Spasticity after spinal cord injury has considerable quality of life implications, impacts on rehabilitation efforts and necessitates long-term multi-disciplinary pharmacological and non-pharmacological management. The potassium chloride co-transporter (KCC2) plays a central role in intracellular chloride homeostasis and the inhibitory function of mature neurons. Animal studies consistently have demonstrated a downregulation of KCC2 activity after spinal cord transection, causing a shift from the inhibitory action of gamma-aminobutyric acid and glycine to an excitatory effect. Furosemide, a recognized KCC2 antagonist in animals, blocks the formation of inhibitory post-synaptic potentials in spinal motoneurons without affecting excitatory post-synaptic potentials. Based on observations in animals studies, we hypothesized that furosemide may be used to unmask KCC2 downregulation after spinal cord injury in humans, which contributes to reflex hyperexcitability.
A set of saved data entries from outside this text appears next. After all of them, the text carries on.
use crate::analyzer::resolver::ReferenceResolver;
use crate::domain::{ClassifiedCommit, Commit};
use crate::error::Result;
use crate::host::IssueTracker;

/// Classifies commits into changelog categories from issue labels.
///
/// Read-only: labels are fetched, nothing is mutated. A commit whose
/// reference cannot be resolved to an existing issue is dangling.
pub struct CommitClassifier<'a, T: IssueTracker + ?Sized> {
    tracker: &'a T,
}

impl<'a, T: IssueTracker + ?Sized> CommitClassifier<'a, T> {
    pub fn new(tracker: &'a T) -> Self {
        CommitClassifier { tracker }
    }

    pub fn classify(&self, commit: Commit) -> Result<ClassifiedCommit> {
        let resolver = ReferenceResolver::new(self.tracker);
        if let Some(issue_ref) = resolver.resolve(&commit)? {
            if let Some(issue) = self.tracker.get_issue(issue_ref.number)? {
                return Ok(ClassifiedCommit::resolved(commit, issue_ref, issue));
            }
            log::debug!(
                "{}: reference #{} does not name an issue, treating commit as dangling",
                commit.short_sha(),
                issue_ref.number
            );
        }
        Ok(ClassifiedCommit::dangling(commit))
    }
}

#[cfg(test)]
mod tests {
    use super::*;
    use crate::domain::{CommitCategory, Issue, ResolutionKind};
    use crate::host::MemoryHost;
    use chrono::{TimeZone, Utc};

    fn commit(message: &str) -> Commit {
        Commit::new(
            "abc1234",
            message,
            vec![],
            Utc.with_ymd_and_hms(2024, 1, 2, 0, 0, 0).unwrap(),
        )
    }

    fn issue(number: u64, labels: &[&str]) -> Issue {
        Issue {
            number,
            title: format!("Issue {}", number),
            labels: labels.iter().map(|l| l.to_string()).collect(),
            created_at: Utc.with_ymd_and_hms(2024, 1, 1, 0, 0, 0).unwrap(),
            closed: false,
            url: format!("https://example.test/issues/{}", number),
        }
    }

    #[test]
    fn test_feature_label() {
        let host = MemoryHost::new();
        host.add_issue(issue(11, &["feature", "minor"]));
        let classified = CommitClassifier::new(&host)
            .classify(commit("Fixes #11"))
            .unwrap();
        assert_eq!(classified.category, CommitCategory::Feature);
        assert_eq!(
            classified.issue_ref.as_ref().unwrap().kind,
            ResolutionKind::Direct
        );
    }

    #[test]
    fn test_bug_label() {
        let host = MemoryHost::new();
        host.add_issue(issue(10, &["bug", "patch"]));
        let classified = CommitClassifier::new(&host)
            .classify(commit("Fixes #10"))
            .unwrap();
        assert_eq!(classified.category, CommitCategory::Bug);
    }

    #[test]
    fn test_unlabeled_issue_is_plain_issue() {
        let host = MemoryHost::new();
        host.add_issue(issue(12, &[]));
        let classified = CommitClassifier::new(&host)
            .classify(commit("Fixes #12"))
            .unwrap();
        assert_eq!(classified.category, CommitCategory::Issue);
        assert_eq!(classified.bump(), None);
    }

    #[test]
    fn test_no_reference_is_dangling() {
        let host = MemoryHost::new();
        let classified = CommitClassifier::new(&host)
            .classify(commit("Tidy up whitespace"))
            .unwrap();
        assert_eq!(classified.category, CommitCategory::Dangling);
        assert!(classified.issue_ref.is_none());
    }

    #[test]
    fn test_reference_to_missing_issue_is_dangling() {
        let host = MemoryHost::new();
        let classified = CommitClassifier::new(&host)
            .classify(commit("Fixes #404"))
            .unwrap();
        assert_eq!(classified.category, CommitCategory::Dangling);
        assert!(classified.issue.is_none());
        assert!(classified.issue_ref.is_none());
    }

    #[test]
    fn test_pull_request_path() {
        let host = MemoryHost::new();
        host.add_pull(20, "closes #11");
        host.add_issue(issue(11, &["feature", "minor"]));
        let classified = CommitClassifier::new(&host)
            .classify(commit("Merge PR #20"))
            .unwrap();
        assert_eq!(classified.category, CommitCategory::Feature);
        assert_eq!(
            classified.issue_ref.as_ref().unwrap().kind,
            ResolutionKind::ViaPullRequest
        );
    }
}
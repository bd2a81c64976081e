use crate::domain::issue::Issue;
use crate::domain::version::BumpKind;
use chrono::{DateTime, Utc};

/// Immutable commit node as read from the host. The first parent is the
/// mainline parent.
#[derive(Debug, Clone, PartialEq)]
pub struct Commit {
    pub sha: String,
    pub message: String,
    pub parents: Vec<String>,
    pub author_date: DateTime<Utc>,
}

impl Commit {
    pub fn new(
        sha: impl Into<String>,
        message: impl Into<String>,
        parents: Vec<String>,
        author_date: DateTime<Utc>,
    ) -> Self {
        Commit {
            sha: sha.into(),
            message: message.into(),
            parents,
            author_date,
        }
    }

    /// Mainline parent, if any
    pub fn first_parent(&self) -> Option<&str> {
        self.parents.first().map(String::as_str)
    }

    /// Shortened sha for display
    pub fn short_sha(&self) -> &str {
        if self.sha.len() > 7 {
            &self.sha[..7]
        } else {
            &self.sha
        }
    }

    /// First line of the commit message
    pub fn summary(&self) -> &str {
        self.message.lines().next().unwrap_or("")
    }
}

/// How a commit was associated with its issue
#[derive(Debug, Clone, Copy, PartialEq, Eq)]
pub enum ResolutionKind {
    /// The commit message references the issue itself
    Direct,
    /// The commit message references a pull request whose description
    /// references the issue
    ViaPullRequest,
}

/// Resolved association between a commit and an issue
#[derive(Debug, Clone, PartialEq)]
pub struct IssueRef {
    pub number: u64,
    pub source_sha: String,
    pub kind: ResolutionKind,
}

/// Changelog category of a commit
#[derive(Debug, Clone, Copy, PartialEq, Eq)]
pub enum CommitCategory {
    Feature,
    Bug,
    Issue,
    Dangling,
}

impl CommitCategory {
    pub fn as_str(&self) -> &'static str {
        match self {
            CommitCategory::Feature => "feature",
            CommitCategory::Bug => "bug",
            CommitCategory::Issue => "issue",
            CommitCategory::Dangling => "dangling",
        }
    }
}

/// A commit together with its resolved issue and category.
///
/// The category is `Dangling` exactly when no issue could be resolved, in
/// which case both `issue` and `issue_ref` are `None`.
#[derive(Debug, Clone, PartialEq)]
pub struct ClassifiedCommit {
    pub commit: Commit,
    pub issue_ref: Option<IssueRef>,
    pub issue: Option<Issue>,
    pub category: CommitCategory,
}

impl ClassifiedCommit {
    /// Construct a dangling entry for a commit with no issue association
    pub fn dangling(commit: Commit) -> Self {
        ClassifiedCommit {
            commit,
            issue_ref: None,
            issue: None,
            category: CommitCategory::Dangling,
        }
    }

    /// Construct an entry for a commit whose issue resolved successfully
    pub fn resolved(commit: Commit, issue_ref: IssueRef, issue: Issue) -> Self {
        let category = issue.category();
        ClassifiedCommit {
            commit,
            issue_ref: Some(issue_ref),
            issue: Some(issue),
            category,
        }
    }

    /// Bump contributed by this commit's issue, if any
    pub fn bump(&self) -> Option<BumpKind> {
        self.issue.as_ref().and_then(Issue::bump)
    }
}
We have shown previously that furosemide reduces both pre-synaptic and post-synaptic inhibition in healthy subjects without altering monosynaptic excitatory transmission. These findings provide evidence that furosemide may be used in humans to evaluate inhibitory synapses in the spinal cord. In this present study, we show that furosemide fails to modulate both pre- and post-synaptic inhibitions relayed to soleus spinal motor neurons in persons with spinal cord injury. The lack of furosemide effect after spinal cord injury suggests KCC2 dysfunction in humans, resulting in reduced inhibitory synaptic transmission in spinal neurons. Our findings suggest that KCC2 dysfunction may be an important etiological factor in hyperreflexia after spinal cord injury. These observations may pave the way to novel therapeutic strategies against spasticity centered on chloride homeostasis.